▶ **TASK BRIEF**
Every line below that includes the word "const" needs to be copied.
[ENTRIES SUPPLIED Boundary: Start]
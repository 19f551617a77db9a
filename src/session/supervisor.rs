//! Lifecycle of one device process and the channel to it.
//!
//! A [`Session`] owns the transport, the child handle (when a real
//! process was spawned) and the on-disk run directory. Sequence and
//! run-directory counters live here so the device layer never has to
//! coordinate them.

use crate::error::{ShimError, ShimResult};
use crate::protocol::{calls, Transport};
use crate::session::channel::UnixTransport;
use crate::session::signals;
use std::fs;
use std::os::unix::net::UnixListener;
use std::path::{Path, PathBuf};
use std::process::{Child, Command, ExitStatus, Stdio};
use std::time::Duration;

/// How long the spawned process gets to connect back to us.
const CONNECT_TIMEOUT: Duration = Duration::from_secs(30);

/// Settle time granted to a real child after the close handshake, so it
/// can finish flushing run-directory outputs before cleanup.
const SHUTDOWN_GRACE: Duration = Duration::from_secs(1);

/// Everything needed to launch the device process.
pub struct SpawnOptions {
    /// Executable to launch.
    pub simulator: PathBuf,
    /// Run directory created for this device; the socket and all
    /// per-binary subdirectories live under it.
    pub device_dir: PathBuf,
    /// Distinguishes concurrent sessions sharing a simulator build.
    pub session_id: u32,
    /// Launch with kernel-debug instrumentation enabled.
    pub debug: bool,
}

/// One live connection to a device process (or an injected stand-in).
pub struct Session {
    transport: Box<dyn Transport>,
    child: Option<Child>,
    socket_path: Option<PathBuf>,
    device_dir: PathBuf,
    binary_counter: u32,
    request_counter: u64,
}

impl Session {
    /// Builds a session over an already-connected transport. Used for
    /// the loopback peer and by tests.
    pub fn with_transport(transport: Box<dyn Transport>, device_dir: PathBuf) -> ShimResult<Self> {
        fs::create_dir_all(&device_dir)?;
        Ok(Self {
            transport,
            child: None,
            socket_path: None,
            device_dir,
            binary_counter: 0,
            request_counter: 0,
        })
    }

    /// Launches the device process and waits for it to connect.
    ///
    /// # Errors
    /// `Io` if the run directory or socket cannot be set up or the
    /// executable fails to launch; `PeerDied` if the child exits before
    /// connecting.
    pub fn spawn(opts: &SpawnOptions) -> ShimResult<Self> {
        fs::create_dir_all(&opts.device_dir)?;
        let socket_path = opts.device_dir.join("channel.sock");
        // A stale socket from a crashed prior run would make bind fail.
        let _ = fs::remove_file(&socket_path);
        let listener = UnixListener::bind(&socket_path)?;

        let mut cmd = Command::new(&opts.simulator);
        cmd.arg(&socket_path)
            .arg(&opts.device_dir)
            .env("SWEMU_SESSION_ID", opts.session_id.to_string())
            .current_dir(&opts.device_dir)
            .stdin(Stdio::null());
        if opts.debug {
            cmd.arg("--kernel-debug");
        }
        log::info!(
            "launching {} for session {}",
            opts.simulator.display(),
            opts.session_id
        );
        let mut child = cmd.spawn()?;
        signals::watch_child(child.id(), &opts.device_dir);

        let transport = match UnixTransport::accept(&listener, &mut child, CONNECT_TIMEOUT) {
            Ok(t) => t,
            Err(e) => {
                let _ = child.kill();
                let _ = child.wait();
                let _ = fs::remove_file(&socket_path);
                return Err(e);
            }
        };

        Ok(Self {
            transport: Box::new(transport),
            child: Some(child),
            socket_path: Some(socket_path),
            device_dir: opts.device_dir.clone(),
            binary_counter: 0,
            request_counter: 0,
        })
    }

    #[must_use]
    pub fn device_dir(&self) -> &Path {
        &self.device_dir
    }

    /// Runs one channel operation. When the operation fails and the
    /// device process turns out to have died abnormally, this is
    /// process-fatal: diagnostics for all live sessions are flushed and
    /// the host exits non-zero.
    pub fn rpc<T>(
        &mut self,
        op: impl FnOnce(&mut dyn Transport) -> ShimResult<T>,
    ) -> ShimResult<T> {
        match op(self.transport.as_mut()) {
            Err(e) => {
                if let Some(status) = self.abnormal_child_exit() {
                    log::error!("device process died abnormally ({status}): {e}");
                    signals::fatal_peer_exit(status);
                }
                Err(e)
            }
            ok => ok,
        }
    }

    /// Reaps the child if it already exited with a non-success status.
    /// A clean exit (or no child at all, as with the loopback peer)
    /// returns `None`.
    fn abnormal_child_exit(&mut self) -> Option<ExitStatus> {
        let child = self.child.as_mut()?;
        match child.try_wait() {
            Ok(Some(status)) if !status.success() => {
                self.child = None;
                Some(status)
            }
            _ => None,
        }
    }

    /// Next non-zero request tag. Zero is reserved as the blocking
    /// marker on queue submissions.
    pub fn next_request(&mut self) -> u64 {
        self.request_counter += 1;
        self.request_counter
    }

    /// Creates and returns the numbered run subdirectory for the next
    /// loaded binary.
    pub fn next_binary_dir(&mut self) -> ShimResult<PathBuf> {
        let dir = self
            .device_dir
            .join(format!("binary_{}", self.binary_counter));
        self.binary_counter += 1;
        fs::create_dir_all(&dir)?;
        Ok(dir)
    }

    /// Orderly teardown: close handshake, reap the child, remove the
    /// socket, and delete the run directory unless asked to keep it.
    pub fn shutdown(mut self, keep_rundir: bool) -> ShimResult<()> {
        // Best effort; the peer may already be gone.
        if let Err(e) = calls::close_device(self.transport.as_mut()) {
            log::debug!("close handshake failed: {e}");
        }

        let had_child = self.child.is_some();
        if let Some(mut child) = self.child.take() {
            match child.wait() {
                Ok(status) if !status.success() => {
                    // A crash rather than a clean exit is fatal to the
                    // whole host, after the diagnostics flush.
                    signals::unwatch_child(child.id());
                    log::error!("device process crashed during shutdown ({status})");
                    signals::fatal_peer_exit(status);
                }
                Ok(status) => log::debug!("device process exited: {status}"),
                Err(e) => log::warn!("waiting for device process failed: {e}"),
            }
            signals::unwatch_child(child.id());
        }
        if let Some(socket) = self.socket_path.take() {
            let _ = fs::remove_file(&socket);
        }
        if had_child {
            std::thread::sleep(SHUTDOWN_GRACE);
        }
        if keep_rundir {
            log::info!("keeping run directory {}", self.device_dir.display());
        } else {
            fs::remove_dir_all(&self.device_dir).map_err(ShimError::Io)?;
        }
        Ok(())
    }
}

#[cfg(test)]
mod tests {
    use super::*;
    use crate::session::loopback::LoopbackTransport;

    #[test]
    fn request_tags_start_at_one_and_increase() {
        let dir = tempfile::tempdir().unwrap();
        let (t, _peer) = LoopbackTransport::new();
        let mut session =
            Session::with_transport(Box::new(t), dir.path().join("device_0")).unwrap();
        assert_eq!(session.next_request(), 1);
        assert_eq!(session.next_request(), 2);
    }

    #[test]
    fn binary_dirs_are_numbered_in_load_order() {
        let dir = tempfile::tempdir().unwrap();
        let (t, _peer) = LoopbackTransport::new();
        let mut session =
            Session::with_transport(Box::new(t), dir.path().join("device_0")).unwrap();

        let first = session.next_binary_dir().unwrap();
        let second = session.next_binary_dir().unwrap();
        assert!(first.ends_with("binary_0"));
        assert!(second.ends_with("binary_1"));
        assert!(first.is_dir() && second.is_dir());
    }

    #[test]
    fn shutdown_removes_the_run_directory() {
        let dir = tempfile::tempdir().unwrap();
        let device_dir = dir.path().join("device_0");
        let (t, peer) = LoopbackTransport::new();
        let session = Session::with_transport(Box::new(t), device_dir.clone()).unwrap();

        session.shutdown(false).unwrap();
        assert!(!device_dir.exists());
        assert!(peer.lock().unwrap().closed);
    }

    #[test]
    fn shutdown_can_keep_the_run_directory() {
        let dir = tempfile::tempdir().unwrap();
        let device_dir = dir.path().join("device_0");
        let (t, _peer) = LoopbackTransport::new();
        let session = Session::with_transport(Box::new(t), device_dir.clone()).unwrap();

        session.shutdown(true).unwrap();
        assert!(device_dir.exists());
    }

    #[test]
    fn abnormal_child_exit_is_detected_and_reaped() {
        let dir = tempfile::tempdir().unwrap();
        let (t, _peer) = LoopbackTransport::new();
        let mut session =
            Session::with_transport(Box::new(t), dir.path().join("device_0")).unwrap();
        session.child = Some(Command::new("false").spawn().unwrap());

        // Give the child a moment to exit.
        let deadline = std::time::Instant::now() + Duration::from_secs(5);
        loop {
            if let Some(status) = session.abnormal_child_exit() {
                assert!(!status.success());
                break;
            }
            assert!(std::time::Instant::now() < deadline, "child never exited");
            std::thread::sleep(Duration::from_millis(10));
        }
        // Reaped: a second check finds nothing.
        assert!(session.abnormal_child_exit().is_none());
    }

    #[test]
    fn clean_child_exit_is_not_a_crash() {
        let dir = tempfile::tempdir().unwrap();
        let (t, _peer) = LoopbackTransport::new();
        let mut session =
            Session::with_transport(Box::new(t), dir.path().join("device_0")).unwrap();
        let mut child = Command::new("true").spawn().unwrap();
        child.wait().unwrap();
        session.child = Some(child);

        assert!(session.abnormal_child_exit().is_none());
        session.child = None;
    }

    #[test]
    fn rpc_errors_pass_through_without_a_child() {
        let dir = tempfile::tempdir().unwrap();
        let (t, _peer) = LoopbackTransport::new();
        let mut session =
            Session::with_transport(Box::new(t), dir.path().join("device_0")).unwrap();

        let err = session
            .rpc(|_| Err::<(), _>(ShimError::ChannelClosed))
            .unwrap_err();
        assert!(matches!(err, ShimError::ChannelClosed));
    }

    #[test]
    fn spawn_reports_a_missing_simulator() {
        let dir = tempfile::tempdir().unwrap();
        let opts = SpawnOptions {
            simulator: dir.path().join("no-such-simulator"),
            device_dir: dir.path().join("device_0"),
            session_id: 0,
            debug: false,
        };
        assert!(matches!(Session::spawn(&opts), Err(ShimError::Io(_))));
    }
}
[ENTRIES SUPPLIED Boundary: End]
▶ **OUTPUT**
const CONNECT_TIMEOUT: Duration = Duration::from_secs(30);
const SHUTDOWN_GRACE: Duration = Duration::from_secs(1);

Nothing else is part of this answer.